Going downmarket in an era when hacks and DoS attacks are becoming routine is a recipe for precisely the kind of disaster that seasoned Infrastructure as a Service (IaaS) providers live to prevent.  Almost by definition, garage shops aren’t secure or protected from power outages, fires, floods, and all the troublesome possibilities that are becoming all too real, all too often – and can be ruinous to a school or college.  Typically, colocation spaces are neither sufficiently tested nor adequately evolved to do the heavy lifting required in the cloud.  Achieving real stability takes years.

This cloud does have a silver lining, however; you can get all the features of the best hosting providers without breaking the bank — if you know how to shop.  For these cloud service providers (CSPs), security protections have become part of their DNA, with technologies such as clustered firewalls and intrusion detection and prevention systems (IDPS).  The prospect of enhanced security in the cloud – indeed, that the better cloud deployments now mean that data is safer in the cloud than on a typical unsecured desktop – remains true only if the CSP recognizes that cutting corners is a definite lose-lose proposition.

Thanks to audits of CSP security controls — especially the SSAE (Standards for Attestation Engagements) No. 16 Type II audit, one of the most rigorous auditing standards for hosting companies – peace of mind is virtually guaranteed.  The audit confirms the highest level of service and reliability attainable for a virtual server hosting company.  To be SSAE compliant, a hosting provider needs to offer SSL capability, enterprise-level, application level protection, hardware firewall, IP-restricted FTP, managed backups with 14-day retention, advanced monitoring and multi-level intrusion prevention.  Not the sort of thing you can accomplish from your neighborhood garage.

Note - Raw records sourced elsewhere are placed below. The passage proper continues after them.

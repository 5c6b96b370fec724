//! Client configuration

use fiet_types::{ErrorKind, Network, Result, Stage, TESTNET_DOMAIN};
use serde::{Deserialize, Serialize};
use std::time::Duration;

use crate::manifest::MANIFEST_TTL;

/// Pricing context sent with every quote request
pub const DEFAULT_QUOTE_CONTEXT: &str = "sep6";

pub const DEFAULT_REQUEST_TIMEOUT: Duration = Duration::from_secs(30);

/// Anchor client configuration
#[derive(Debug, Clone, PartialEq, Serialize, Deserialize)]
pub struct AnchorConfig {
    /// Domain used when a request names none
    pub default_domain: String,
    /// Network whose passphrase challenges are signed for
    pub network: Network,
    /// Freshness window of cached manifests
    pub manifest_ttl: Duration,
    /// Per-request timeout of the HTTP client
    pub request_timeout: Duration,
    /// Context sent with quote requests
    pub quote_context: String,
}

impl Default for AnchorConfig {
    fn default() -> Self {
        Self {
            default_domain: TESTNET_DOMAIN.to_string(),
            network: Network::Testnet,
            manifest_ttl: MANIFEST_TTL,
            request_timeout: DEFAULT_REQUEST_TIMEOUT,
            quote_context: DEFAULT_QUOTE_CONTEXT.to_string(),
        }
    }
}

impl AnchorConfig {
    /// Create a configuration from environment variables
    ///
    /// - `FIET_ANCHOR_DOMAIN`: default anchor domain
    /// - `FIET_NETWORK`: `testnet`, `public`, or a literal passphrase
    /// - `FIET_MANIFEST_TTL_SECS`: manifest cache window
    /// - `FIET_HTTP_TIMEOUT_SECS`: HTTP request timeout
    pub fn from_env() -> Self {
        // Try to load .env file (ignore errors)
        let _ = dotenvy::dotenv();
        Self::from_lookup(|key| std::env::var(key).ok())
    }

    /// Build from any key lookup, falling back to defaults
    pub fn from_lookup(lookup: impl Fn(&str) -> Option<String>) -> Self {
        let mut config = Self::default();

        if let Some(domain) = lookup("FIET_ANCHOR_DOMAIN").filter(|d| !d.trim().is_empty()) {
            config.default_domain = domain.trim().to_string();
        }
        if let Some(network) = lookup("FIET_NETWORK").filter(|n| !n.trim().is_empty()) {
            config.network = Network::from_str(&network);
        }
        if let Some(ttl) = seconds(&lookup, "FIET_MANIFEST_TTL_SECS") {
            config.manifest_ttl = ttl;
        }
        if let Some(timeout) = seconds(&lookup, "FIET_HTTP_TIMEOUT_SECS") {
            config.request_timeout = timeout;
        }

        config
    }

    pub fn with_default_domain(mut self, domain: impl Into<String>) -> Self {
        self.default_domain = domain.into();
        self
    }

    pub fn with_network(mut self, network: Network) -> Self {
        self.network = network;
        self
    }

    pub fn with_manifest_ttl(mut self, ttl: Duration) -> Self {
        self.manifest_ttl = ttl;
        self
    }

    pub fn with_request_timeout(mut self, timeout: Duration) -> Self {
        self.request_timeout = timeout;
        self
    }

    pub fn validate(&self) -> Result<()> {
        if self.default_domain.trim().is_empty() {
            return Err(config_error("default_domain must not be empty"));
        }
        if self.network.passphrase().is_empty() {
            return Err(config_error("network passphrase must not be empty"));
        }
        if self.request_timeout.is_zero() {
            return Err(config_error("request_timeout must be positive"));
        }
        Ok(())
    }
}

fn config_error(message: &str) -> fiet_types::FietError {
    ErrorKind::Config {
        message: message.to_string(),
    }
    .at(Stage::Local)
}

fn seconds(lookup: &impl Fn(&str) -> Option<String>, key: &str) -> Option<Duration> {
    let raw = lookup(key)?;
    match raw.trim().parse::<u64>() {
        Ok(secs) => Some(Duration::from_secs(secs)),
        Err(_) => {
            tracing::warn!(key, value = %raw, "ignoring invalid duration, using default");
            None
        }
    }
}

Now more than ever, educational institutions can turn to cloud service providers who recognize a tight connection between managing security and provider accountability.  Cloud service providers concerned about safeguarding data and applications are taking steps to mitigate those risks with tight security controls, transparency regarding those controls – and transparency about their own operations.

So when it’s 11 p.m., make sure you know where your servers are.